Way back in the 20th century, being a student was something you did in your late teens through your early to late twenties, depending on your final degree. Both the job market and the Internet have conspired to change things. Entering a single company after school and staying with it for thirty years has become less likely, if next to impossible. Similarly, the undergraduate degree has become both essential, but also only a starting point to further education and career success and satisfaction.

The Internet has permanently changed the face of all postsecondary education, from undergraduate to continuing, professional education. In 2001, MIT President Charles Vest made a public announcement of MIT’s OpenCourseWare project, which eventually led to the free publication of resources from 1800 classes, campuswide. In 2011-12, MOOCs exploded onto the scene, combining short video explanations with a more interactive instructional path. Both of these resources are primarily for self-study, although the latter aims to offer a peer environment for collaborative assessment and discussion.

Okay, but where do I start?
I would be remiss if I didn’t mention UCI’s excellent OpenCourseWare project, which has numerous courses at the undergraduate and graduate level, but also specific resources for continuing and professional education in project management, business analysis, human resources development, regulatory affairs for the medical and pharmaceutical industry, California teacher preparation, and even Business English and teaching English as a foreign language (TEFL). That starting point for all of this is the OCW website.

If you go to our YouTube channel, UCIrvineOCW. There you can go back to school and study four years’ worth of chemistry lectures, or specific classes in Engineering, psychology, mathematics or graduate-level physics and chemistry. Do you need to review at an introductory level? We have that, too.

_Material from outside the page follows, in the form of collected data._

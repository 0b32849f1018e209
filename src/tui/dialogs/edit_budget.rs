//! Edit budget dialog
//!
//! Dialog to edit the budgeted amount for a category in a period

use ratatui::{
    layout::{Constraint, Direction, Layout},
    style::{Color, Modifier, Style},
    text::{Line, Span},
    widgets::{Block, Borders, Clear, Paragraph},
    Frame,
};

use crate::models::{CategoryId, Money};
use crate::services::BudgetService;
use crate::tui::app::App;
use crate::tui::layout::centered_rect_fixed;

/// State for the edit budget dialog
#[derive(Debug, Clone, Default)]
pub struct EditBudgetState {
    /// The category being edited
    pub category_id: Option<CategoryId>,
    /// Category name for display
    pub category_name: String,
    /// Current budgeted amount
    pub current_amount: Money,
    /// Input value (as string for editing)
    pub amount_input: String,
    /// Cursor position in the input
    pub cursor_pos: usize,
    /// Error message
    pub error_message: Option<String>,
}

impl EditBudgetState {
    pub fn new() -> Self {
        Self::default()
    }

    /// Initialize the dialog for a category
    pub fn init(&mut self, category_id: CategoryId, category_name: String, current_amount: Money) {
        self.category_id = Some(category_id);
        self.category_name = category_name;
        self.current_amount = current_amount;
        // Pre-fill with current amount (without $ sign, formatted as decimal)
        let cents = current_amount.cents();
        if cents == 0 {
            self.amount_input = String::new();
        } else {
            self.amount_input = format!("{:.2}", cents as f64 / 100.0);
        }
        self.cursor_pos = self.amount_input.len();
        self.error_message = None;
    }

    /// Reset the state
    pub fn reset(&mut self) {
        *self = Self::default();
    }

    /// Insert character at cursor
    pub fn insert_char(&mut self, c: char) {
        if c.is_ascii_digit() || c == '.' {
            self.amount_input.insert(self.cursor_pos, c);
            self.cursor_pos += 1;
            self.error_message = None;
        }
    }

    /// Delete character before cursor
    pub fn backspace(&mut self) {
        if self.cursor_pos > 0 {
            self.cursor_pos -= 1;
            self.amount_input.remove(self.cursor_pos);
            self.error_message = None;
        }
    }

    /// Move cursor left
    pub fn move_left(&mut self) {
        if self.cursor_pos > 0 {
            self.cursor_pos -= 1;
        }
    }

    /// Move cursor right
    pub fn move_right(&mut self) {
        if self.cursor_pos < self.amount_input.len() {
            self.cursor_pos += 1;
        }
    }

    /// Clear the input
    pub fn clear_input(&mut self) {
        self.amount_input.clear();
        self.cursor_pos = 0;
        self.error_message = None;
    }

    /// Parse the input amount
    pub fn parse_amount(&self) -> Result<Money, String> {
        if self.amount_input.trim().is_empty() {
            return Ok(Money::zero());
        }
        Money::parse(&self.amount_input).map_err(|_| "Invalid amount format".to_string())
    }

    /// Set error message
    pub fn set_error(&mut self, msg: impl Into<String>) {
        self.error_message = Some(msg.into());
    }
}

/// Render the edit budget dialog
pub fn render(frame: &mut Frame, app: &App) {
    let area = centered_rect_fixed(50, 12, frame.area());

    // Clear the background
    frame.render_widget(Clear, area);

    let state = &app.edit_budget_state;

    let block = Block::default()
        .title(" Edit Budget ")
        .title_style(
            Style::default()
                .fg(Color::Cyan)
                .add_modifier(Modifier::BOLD),
        )
        .borders(Borders::ALL)
        .border_style(Style::default().fg(Color::Cyan));

    let inner = block.inner(area);
    frame.render_widget(block, area);

    let chunks = Layout::default()
        .direction(Direction::Vertical)
        .constraints([
            Constraint::Length(1), // Spacer
            Constraint::Length(1), // Category name
            Constraint::Length(1), // Period
            Constraint::Length(1), // Spacer
            Constraint::Length(1), // Current amount
            Constraint::Length(1), // New amount label
            Constraint::Length(1), // Amount input
            Constraint::Length(1), // Error
            Constraint::Length(1), // Instructions
            Constraint::Min(0),    // Remaining
        ])
        .split(inner);

    // Category name
    let category_line = Line::from(vec![
        Span::styled("Category: ", Style::default().fg(Color::Yellow)),
        Span::styled(&state.category_name, Style::default().fg(Color::White)),
    ]);
    frame.render_widget(Paragraph::new(category_line), chunks[1]);

    // Period
    let period_line = Line::from(vec![
        Span::styled("Period:   ", Style::default().fg(Color::Yellow)),
        Span::styled(
            format!("{}", app.current_period),
            Style::default().fg(Color::White),
        ),
    ]);
    frame.render_widget(Paragraph::new(period_line), chunks[2]);

    // Current amount
    let current_line = Line::from(vec![
        Span::styled("Current:  ", Style::default().fg(Color::Yellow)),
        Span::styled(
            format!("{}", state.current_amount),
            Style::default().fg(Color::White),
        ),
    ]);
    frame.render_widget(Paragraph::new(current_line), chunks[4]);

    // New amount input
    let new_amount_label = Line::from(Span::styled(
        "New amount:",
        Style::default().fg(Color::Cyan),
    ));
    frame.render_widget(Paragraph::new(new_amount_label), chunks[5]);

    // Input with cursor
    let mut input_spans = vec![Span::raw("$")];
    let (before, after) = state
        .amount_input
        .split_at(state.cursor_pos.min(state.amount_input.len()));

    input_spans.push(Span::styled(
        before.to_string(),
        Style::default().fg(Color::White),
    ));

    let cursor_char = after.chars().next().unwrap_or(' ');
    input_spans.push(Span::styled(
        cursor_char.to_string(),
        Style::default().fg(Color::Black).bg(Color::Cyan),
    ));

    if after.len() > 1 {
        input_spans.push(Span::styled(
            after[1..].to_string(),
            Style::default().fg(Color::White),
        ));
    }

    frame.render_widget(Paragraph::new(Line::from(input_spans)), chunks[6]);

    // Error message
    if let Some(ref error) = state.error_message {
        let error_line = Line::from(Span::styled(error.as_str(), Style::default().fg(Color::Red)));
        frame.render_widget(Paragraph::new(error_line), chunks[7]);
    }

    // Instructions
    let instructions = Line::from(vec![
        Span::styled("[Enter]", Style::default().fg(Color::Green)),
        Span::raw(" Save  "),
        Span::styled("[Esc]", Style::default().fg(Color::Yellow)),
        Span::raw(" Cancel  "),
        Span::styled("[Ctrl+U]", Style::default().fg(Color::Cyan)),
        Span::raw(" Clear"),
    ]);
    frame.render_widget(Paragraph::new(instructions), chunks[8]);
}

/// Handle key events for the edit budget dialog
pub fn handle_key(app: &mut App, key: crossterm::event::KeyEvent) -> bool {
    use crossterm::event::{KeyCode, KeyModifiers};

    match key.code {
        KeyCode::Esc => {
            app.edit_budget_state.reset();
            app.close_dialog();
            true
        }

        KeyCode::Enter => {
            // Parse and save the amount
            match app.edit_budget_state.parse_amount() {
                Ok(amount) => {
                    if let Some(category_id) = app.edit_budget_state.category_id {
                        let budget_service = BudgetService::new(app.storage);
                        match budget_service.assign_to_category(
                            category_id,
                            &app.current_period,
                            amount,
                        ) {
                            Ok(_) => {
                                let cat_name = app.edit_budget_state.category_name.clone();
                                app.set_status(format!(
                                    "Budget for '{}' set to {}",
                                    cat_name, amount
                                ));
                                app.edit_budget_state.reset();
                                app.close_dialog();
                            }
                            Err(e) => {
                                app.edit_budget_state.set_error(e.to_string());
                            }
                        }
                    }
                }
                Err(e) => {
                    app.edit_budget_state.set_error(e);
                }
            }
            true
        }

        KeyCode::Char('u') if key.modifiers.contains(KeyModifiers::CONTROL) => {
            app.edit_budget_state.clear_input();
            true
        }

        KeyCode::Char(c) => {
            app.edit_budget_state.insert_char(c);
            true
        }

        KeyCode::Backspace => {
            app.edit_budget_state.backspace();
            true
        }

        KeyCode::Left => {
            app.edit_budget_state.move_left();
            true
        }

        KeyCode::Right => {
            app.edit_budget_state.move_right();
            true
        }

        _ => false,
    }
}
//! Core data models

pub mod expense;
pub mod filter;

pub use expense::{Expense, AMOUNT_EPSILON};
pub use filter::FilterCriteria;
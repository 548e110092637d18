//! Fingerprint-keyed store of analysis results.
//!
//! Results live in memory for the session and, when a directory is
//! configured, as one JSON file per fingerprint so a later run on unchanged
//! content makes no external calls.

use std::collections::HashMap;
use std::fs;
use std::path::{Path, PathBuf};

use chrono::{DateTime, Utc};
use parking_lot::RwLock;
use serde::{Deserialize, Serialize};
use tracing::{debug, warn};

use crate::core::llm::GeneratedArtifact;

/// A generated artifact plus when and by which model it was produced
#[derive(Debug, Clone, PartialEq, Serialize, Deserialize)]
pub struct AnalysisResult {
    pub fingerprint: String,
    pub artifact: GeneratedArtifact,
    pub generated_at: DateTime<Utc>,
    pub model: String,
}

/// In-memory + file-based cache for analysis results
pub struct ResultCache {
    memory: RwLock<HashMap<String, AnalysisResult>>,
    cache_dir: Option<PathBuf>,
}

impl ResultCache {
    pub fn in_memory() -> Self {
        Self {
            memory: RwLock::new(HashMap::new()),
            cache_dir: None,
        }
    }

    /// Cache backed by `dir`; an uncreatable directory degrades to memory only
    pub fn with_dir<P: AsRef<Path>>(dir: P) -> Self {
        let dir = dir.as_ref().to_path_buf();
        let cache_dir = match fs::create_dir_all(&dir) {
            Ok(()) => Some(dir),
            Err(e) => {
                warn!("Result cache directory {} unavailable: {}", dir.display(), e);
                None
            }
        };

        Self {
            memory: RwLock::new(HashMap::new()),
            cache_dir,
        }
    }

    /// Memory first, then disk; a disk hit is promoted to memory
    pub fn get(&self, fingerprint: &str) -> Option<AnalysisResult> {
        if let Some(result) = self.get_in_memory(fingerprint) {
            return Some(result);
        }

        let result = self.read_file_cache(fingerprint)?;
        debug!("Result cache hit on disk for {}", short(fingerprint));
        self.memory
            .write()
            .insert(fingerprint.to_string(), result.clone());
        Some(result)
    }

    /// Never touches the disk
    pub fn get_in_memory(&self, fingerprint: &str) -> Option<AnalysisResult> {
        self.memory.read().get(fingerprint).cloned()
    }

    #[cfg(test)]
    pub fn contains(&self, fingerprint: &str) -> bool {
        self.get(fingerprint).is_some()
    }

    /// Store in memory, then persist. Disk failures are logged, not fatal.
    pub fn insert(&self, result: AnalysisResult) {
        self.write_file_cache(&result);
        self.memory.write().insert(result.fingerprint.clone(), result);
    }

    pub fn len(&self) -> usize {
        self.memory.read().len()
    }

    fn read_file_cache(&self, fingerprint: &str) -> Option<AnalysisResult> {
        let path = self.cache_file_path(fingerprint)?;
        let content = fs::read_to_string(&path).ok()?;
        match serde_json::from_str::<AnalysisResult>(&content) {
            Ok(result) if result.fingerprint == fingerprint => Some(result),
            Ok(_) => None,
            Err(e) => {
                warn!("Ignoring corrupt cache entry {}: {}", path.display(), e);
                None
            }
        }
    }

    fn write_file_cache(&self, result: &AnalysisResult) {
        let Some(path) = self.cache_file_path(&result.fingerprint) else {
            return;
        };
        let written = serde_json::to_string_pretty(result)
            .map_err(|e| e.to_string())
            .and_then(|content| {
                // write-then-rename so readers never see a partial file
                let tmp = path.with_extension("json.tmp");
                fs::write(&tmp, content).map_err(|e| e.to_string())?;
                fs::rename(&tmp, &path).map_err(|e| e.to_string())
            });
        if let Err(e) = written {
            warn!("Failed to persist cache entry {}: {}", path.display(), e);
        }
    }

    fn cache_file_path(&self, fingerprint: &str) -> Option<PathBuf> {
        if fingerprint.is_empty() || !fingerprint.chars().all(|c| c.is_ascii_hexdigit()) {
            return None;
        }
        self.cache_dir
            .as_ref()
            .map(|dir| dir.join(format!("{}.json", fingerprint)))
    }
}

fn short(fingerprint: &str) -> &str {
    fingerprint.get(..12).unwrap_or(fingerprint)
}
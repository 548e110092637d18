use tera::{Context, Tera};

use crate::error::Result;
use super::documenter::GenerationRequest;

const SYSTEM_PROMPT: &str = "You are a senior staff software engineer and code analyst. \
Write clear, deeply technical, and precise explanations.";

const GROUP_TEMPLATE: &str = r#"Analyze the following code from repository **{{ repository }}** (batch {{ group_id }}).
{% if imports %}
Imports detected: {{ imports | join(sep=", ") }}
{% endif %}
Function relationships within this batch:
{% for span in spans -%}
- {{ span.symbol }} ({{ span.file }}): calls [{% if span.calls %}{{ span.calls | join(sep=", ") }}{% else %}none{% endif %}]; called by [{% if span.called_by %}{{ span.called_by | join(sep=", ") }}{% else %}none{% endif %}]
{% endfor %}
Your task:
- Produce a ~{{ style.word_target }} word **Markdown** report for this group of related functions.
- Explain what each function does, its parameters, return values, side effects, state and I/O, and error handling.
- Explain how the functions interact and the overall data and control flow.
- Identify edge cases, failure modes, race conditions, security issues and performance risks.
- Suggest concrete refactors, improved abstractions, and unit or integration tests.
- Provide a short pseudo-code example of the typical execution path across these functions.

Provide an honest technical critique. If something is unclear or risky, say so and propose fixes.
{% if truncated %}
Note: some source below was truncated to fit the request size limit.
{% endif %}
### Code Snippets
{% for span in spans %}
#### {{ span.kind | capitalize }} `{{ span.symbol }}` ({{ span.file }}, lines {{ span.line_range.0 }}-{{ span.line_range.1 }})
```{{ span.language }}
{{ span.text }}
```
{% endfor %}"#;

/// Renders generation requests into chat prompts
pub struct PromptRenderer {
    tera: Tera,
}

impl PromptRenderer {
    pub fn new() -> Result<Self> {
        let mut tera = Tera::default();
        tera.add_raw_template("group.md", GROUP_TEMPLATE)?;
        Ok(Self { tera })
    }

    pub fn system_prompt(&self) -> &'static str {
        SYSTEM_PROMPT
    }

    pub fn render(&self, request: &GenerationRequest) -> Result<String> {
        let context = Context::from_serialize(request)?;
        let rendered = self.tera.render("group.md", &context)?;
        Ok(rendered.trim().to_string())
    }
}
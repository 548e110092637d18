//! Exclusion rules shared by repository discovery and the per-repository file walk.
//!
//! A pattern without glob metacharacters or separators matches any single
//! path segment ("node_modules"); anything else is compiled as a glob and
//! matched against both the root-relative path and the entry's file name.

use std::collections::HashSet;
use std::path::Path;

use globset::{Glob, GlobSet, GlobSetBuilder};

use crate::error::Result;

#[derive(Debug, Clone)]
pub struct ExclusionRules {
    segments: HashSet<String>,
    globs: GlobSet,
}

impl ExclusionRules {
    pub fn new<S: AsRef<str>>(patterns: &[S]) -> Result<Self> {
        let mut segments = HashSet::new();
        let mut builder = GlobSetBuilder::new();

        for raw in patterns {
            let pattern = raw.as_ref().trim().trim_end_matches('/');
            let pattern = pattern.strip_prefix("./").unwrap_or(pattern);
            if pattern.is_empty() {
                continue;
            }
            if is_plain_segment(pattern) {
                segments.insert(pattern.to_string());
            } else {
                builder.add(Glob::new(pattern)?);
            }
        }

        Ok(Self {
            segments,
            globs: builder.build()?,
        })
    }

    /// `rel_path` is relative to the walk root; an empty path is never excluded.
    pub fn is_excluded(&self, rel_path: &Path) -> bool {
        if rel_path.as_os_str().is_empty() {
            return false;
        }

        let segment_hit = rel_path
            .components()
            .any(|c| self.segments.contains(c.as_os_str().to_string_lossy().as_ref()));
        if segment_hit {
            return true;
        }

        if self.globs.is_empty() {
            return false;
        }
        if self.globs.is_match(rel_path) {
            return true;
        }
        rel_path
            .file_name()
            .map(|name| self.globs.is_match(Path::new(name)))
            .unwrap_or(false)
    }
}

fn is_plain_segment(pattern: &str) -> bool {
    !pattern.contains(['*', '?', '[', '{', '/', '\\'])
}
use tree_sitter::Node;

use super::treesitter::{node_text, AssignedFunction, GrammarSpec};

pub const JAVASCRIPT: GrammarSpec = GrammarSpec {
    language: "javascript",
    grammar: tree_sitter_javascript::language,
    function_kinds: &[
        "function_declaration",
        "generator_function_declaration",
        "method_definition",
    ],
    class_kinds: &["class_declaration"],
    assigned_functions: &[AssignedFunction {
        declarator: "variable_declarator",
        value_field: "value",
        value_kinds: &["arrow_function", "function", "function_expression"],
    }],
    call_kinds: &[("call_expression", "function"), ("new_expression", "constructor")],
    macro_token_trees: &[],
    import_kinds: &["import_statement"],
    import_names: javascript_imports,
};

fn javascript_imports(node: Node, source: &str) -> Vec<String> {
    node.child_by_field_name("source")
        .map(|s| {
            let raw = node_text(s, source);
            vec![raw.trim_matches(|c| c == '"' || c == '\'' || c == '`').to_string()]
        })
        .unwrap_or_default()
}

#[cfg(test)]
mod tests {
    use super::*;
    use crate::core::languages::{SymbolKind, SyntaxAdapter, TreeSitterAdapter};

    #[test]
    fn test_javascript_declarations_arrows_and_classes() {
        let source = r#"
import { readFile } from 'fs/promises';

export class Loader {
  load(path) {
    return this.decode(readFile(path));
  }
  decode(buf) { return new TextDecoder().decode(buf); }
}

const main = async () => {
  const loader = new Loader();
  await loader.load('a.txt');
};

function helper() { return main(); }
"#;
        let mut adapter = TreeSitterAdapter::new(&JAVASCRIPT).unwrap();
        let out = adapter.extract(source).unwrap();

        assert_eq!(out.imports, vec!["fs/promises"]);
        let names: Vec<_> = out.symbols.iter().map(|s| s.name.as_str()).collect();
        assert_eq!(names, vec!["Loader", "load", "decode", "main", "helper"]);
        assert_eq!(out.symbols[0].kind, SymbolKind::Class);
        assert_eq!(out.symbols[1].calls, vec!["decode", "readFile"]);
        assert_eq!(out.symbols[3].calls, vec!["Loader", "load"]);
        assert_eq!(out.symbols[4].calls, vec!["main"]);
    }
}
use serde::{Deserialize, Serialize};
use std::collections::HashMap;
use std::path::{Path, PathBuf};

use crate::error::{RepoIntelError, Result};

#[derive(Debug, Clone, Default, Serialize, Deserialize)]
#[serde(default)]
pub struct Config {
    /// Repository discovery settings
    pub discovery: DiscoveryConfig,

    /// Source code parsing configuration
    pub parsing: ParsingConfig,

    /// Batch grouping settings
    pub grouping: GroupingConfig,

    /// Job scheduling, retry and caching settings
    pub orchestrator: OrchestratorConfig,

    /// LLM integration settings
    pub llm: LlmConfig,

    /// Output settings
    pub output: OutputConfig,
}

#[derive(Debug, Clone, Serialize, Deserialize)]
#[serde(default)]
pub struct DiscoveryConfig {
    /// Root directories to search for repositories
    pub roots: Vec<PathBuf>,

    /// Path-segment or glob patterns; matching subtrees are never entered
    pub exclude_patterns: Vec<String>,

    /// Directory names that mark a repository root
    pub markers: Vec<String>,

    /// Also yield repositories nested inside another repository
    pub include_nested: bool,

    /// Follow symbolic links while walking
    pub follow_symlinks: bool,
}

#[derive(Debug, Clone, Serialize, Deserialize)]
#[serde(default)]
pub struct ParsingConfig {
    /// Languages to extract symbols from
    pub languages: Vec<String>,

    /// File extension (without the dot) to language tag
    pub file_extensions: HashMap<String, String>,

    /// Maximum file size to parse (in bytes)
    pub max_file_size: u64,

    /// Extensions that are never read
    pub binary_extensions: Vec<String>,
}

#[derive(Debug, Clone, Copy, PartialEq, Eq, Serialize, Deserialize)]
#[serde(rename_all = "lowercase")]
pub enum OverflowPolicy {
    /// Report oversize groups without submitting them
    Skip,
    /// Cut the payload down to the batch budget and submit it
    Truncate,
}

#[derive(Debug, Clone, Serialize, Deserialize)]
#[serde(default)]
pub struct GroupingConfig {
    /// Maximum combined source size of one batch, in bytes
    pub batch_budget: usize,

    /// What to do with a single symbol larger than the budget
    pub overflow_policy: OverflowPolicy,
}

#[derive(Debug, Clone, Serialize, Deserialize)]
#[serde(default)]
pub struct OrchestratorConfig {
    /// Number of concurrent workers
    pub workers: usize,

    /// Maximum attempts per job, including the first
    pub max_attempts: u32,

    /// Initial retry delay in milliseconds
    pub base_backoff_ms: u64,

    /// Upper bound for a single retry delay in milliseconds
    pub max_backoff_ms: u64,

    /// Global request rate limit (None = unlimited)
    pub requests_per_minute: Option<u32>,

    /// Deadline for a single external call attempt
    pub call_timeout_secs: u64,

    /// Directory for persisted analysis results (None = memory only)
    pub cache_dir: Option<PathBuf>,
}

#[derive(Debug, Clone, Serialize, Deserialize)]
#[serde(default)]
pub struct LlmConfig {
    /// LLM provider (openai)
    pub provider: String,

    /// Model name (e.g., "gpt-4o")
    pub model: String,

    /// API key (falls back to OPENAI_API_KEY)
    pub api_key: Option<String>,

    /// Base URL for OpenAI-compatible endpoints
    pub base_url: Option<String>,

    /// Maximum tokens for LLM responses
    pub max_tokens: Option<u32>,

    /// Temperature for LLM responses (0.0 to 1.0)
    pub temperature: Option<f32>,

    /// Approximate length of each generated report, in words
    pub word_target: u32,
}

#[derive(Debug, Clone, Serialize, Deserialize)]
#[serde(default)]
pub struct OutputConfig {
    /// Directory receiving the JSON records and generated artifacts
    pub report_dir: PathBuf,
}

impl Default for DiscoveryConfig {
    fn default() -> Self {
        Self {
            roots: vec![PathBuf::from(".")],
            exclude_patterns: [
                "node_modules", ".yarn", ".gradle", ".idea", ".vscode", ".venv", "venv", "env",
                "Pods", "build", "dist", "target", "__pycache__", ".mypy_cache", ".pytest_cache",
                ".dart_tool", ".expo", "DerivedData", "coverage",
            ]
            .iter()
            .map(|s| s.to_string())
            .collect(),
            markers: vec![".git".to_string()],
            include_nested: false,
            follow_symlinks: false,
        }
    }
}

impl Default for ParsingConfig {
    fn default() -> Self {
        let mut file_extensions = HashMap::new();
        let table: &[(&str, &str)] = &[
            ("py", "python"),
            ("rs", "rust"),
            ("js", "javascript"),
            ("mjs", "javascript"),
            ("cjs", "javascript"),
            ("jsx", "javascript"),
            ("java", "java"),
            ("cs", "csharp"),
            ("ts", "typescript"),
            ("tsx", "typescript"),
            ("go", "go"),
            ("c", "c"),
            ("h", "c"),
            ("cc", "c"),
            ("cpp", "c"),
            ("cxx", "c"),
            ("hh", "c"),
            ("hpp", "c"),
            ("sh", "shell"),
            ("bash", "shell"),
            ("zsh", "shell"),
        ];
        for (ext, lang) in table {
            file_extensions.insert(ext.to_string(), lang.to_string());
        }

        Self {
            languages: [
                "python", "rust", "javascript", "java", "csharp", "typescript", "go", "c", "shell",
            ]
            .iter()
            .map(|s| s.to_string())
            .collect(),
            file_extensions,
            max_file_size: 600_000,
            binary_extensions: [
                "png", "jpg", "jpeg", "gif", "webp", "ico", "bmp", "tiff", "pdf", "zip", "gz",
                "bz2", "xz", "7z", "dmg", "apk", "aab", "ipa", "mp3", "wav", "mp4", "mov", "m4a",
                "ogg", "webm", "jar", "war", "class", "o", "a", "so", "dylib", "dll", "bin", "iso",
            ]
            .iter()
            .map(|s| s.to_string())
            .collect(),
        }
    }
}

impl Default for GroupingConfig {
    fn default() -> Self {
        Self {
            batch_budget: 14_000,
            overflow_policy: OverflowPolicy::Truncate,
        }
    }
}

impl Default for OrchestratorConfig {
    fn default() -> Self {
        Self {
            workers: 3,
            max_attempts: 5,
            base_backoff_ms: 1_500,
            max_backoff_ms: 60_000,
            requests_per_minute: Some(60),
            call_timeout_secs: 120,
            cache_dir: Some(PathBuf::from(".repo-intel/cache")),
        }
    }
}

impl Default for LlmConfig {
    fn default() -> Self {
        Self {
            provider: "openai".to_string(),
            model: "gpt-4o".to_string(),
            api_key: None,
            base_url: None,
            max_tokens: None,
            temperature: Some(0.2),
            word_target: 3000,
        }
    }
}

impl Default for OutputConfig {
    fn default() -> Self {
        Self {
            report_dir: PathBuf::from("repo_reports"),
        }
    }
}

impl Config {
    /// Load configuration from file
    pub fn load<P: AsRef<Path>>(path: P) -> Result<Self> {
        let content = std::fs::read_to_string(path)?;
        let config: Config =
            toml::from_str(&content).map_err(|e| RepoIntelError::Config(e.to_string()))?;
        Ok(config)
    }

    /// Save configuration to file
    pub fn save<P: AsRef<Path>>(&self, path: P) -> Result<()> {
        let content =
            toml::to_string_pretty(self).map_err(|e| RepoIntelError::Config(e.to_string()))?;
        std::fs::write(path, content)?;
        Ok(())
    }

    /// Load configuration with fallback to default, then apply environment overrides
    pub fn load_or_default<P: AsRef<Path>>(path: Option<P>) -> Result<Self> {
        let mut config = match path {
            Some(p) => {
                if p.as_ref().exists() {
                    Self::load(p)?
                } else {
                    return Err(RepoIntelError::Config(format!(
                        "config file not found: {}",
                        p.as_ref().display()
                    )));
                }
            }
            None => {
                let candidates = ["repo-intel.toml", ".repo-intel.toml"];
                match candidates.iter().find(|c| Path::new(c).exists()) {
                    Some(candidate) => Self::load(candidate)?,
                    None => Self::default(),
                }
            }
        };

        config.apply_env(|key| std::env::var(key).ok());
        config.validate()?;
        Ok(config)
    }

    /// Fill unset values from the environment (OPENAI_API_KEY, OPENAI_MODEL)
    pub fn apply_env<F>(&mut self, lookup: F)
    where
        F: Fn(&str) -> Option<String>,
    {
        if self.llm.api_key.is_none() {
            self.llm.api_key = lookup("OPENAI_API_KEY").filter(|k| !k.is_empty());
        }
        if let Some(model) = lookup("OPENAI_MODEL").filter(|m| !m.is_empty()) {
            self.llm.model = model;
        }
    }

    /// Reject settings the pipeline cannot run with
    pub fn validate(&self) -> Result<()> {
        if self.grouping.batch_budget == 0 {
            return Err(RepoIntelError::Config("grouping.batch_budget must be positive".into()));
        }
        if self.orchestrator.workers == 0 {
            return Err(RepoIntelError::Config("orchestrator.workers must be positive".into()));
        }
        if self.orchestrator.max_attempts == 0 {
            return Err(RepoIntelError::Config("orchestrator.max_attempts must be positive".into()));
        }
        if self.discovery.markers.is_empty() {
            return Err(RepoIntelError::Config("discovery.markers must not be empty".into()));
        }
        Ok(())
    }
}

Yes, but it’s a big world out there? Where else should I look?
Our project, UCI OpenCourseWare, is a proud member of the Open Education Consortium, a grouping of more than 300+ universities, community colleges, educational organizations. Even IEEE, the largest professional association in the world, is a member. From the home page here, you can access some 30,000 modules, most in English, but many in Spanish, Mandarin and 17 other languages.

UCI is also a member of Coursera and offers a variety of courses, including preparation for K-12 teachers to teach in the growing online environment. The Open Education Consortium hosts some of its members’ MOOCs on EdX. These member MOOCs are different from others in that they will more often combine efforts by several universities and the course materials are truly open. You can download them, use them for teaching, share them with friends and more, no permission required. And, of course, EdX, like Coursera, offers many more.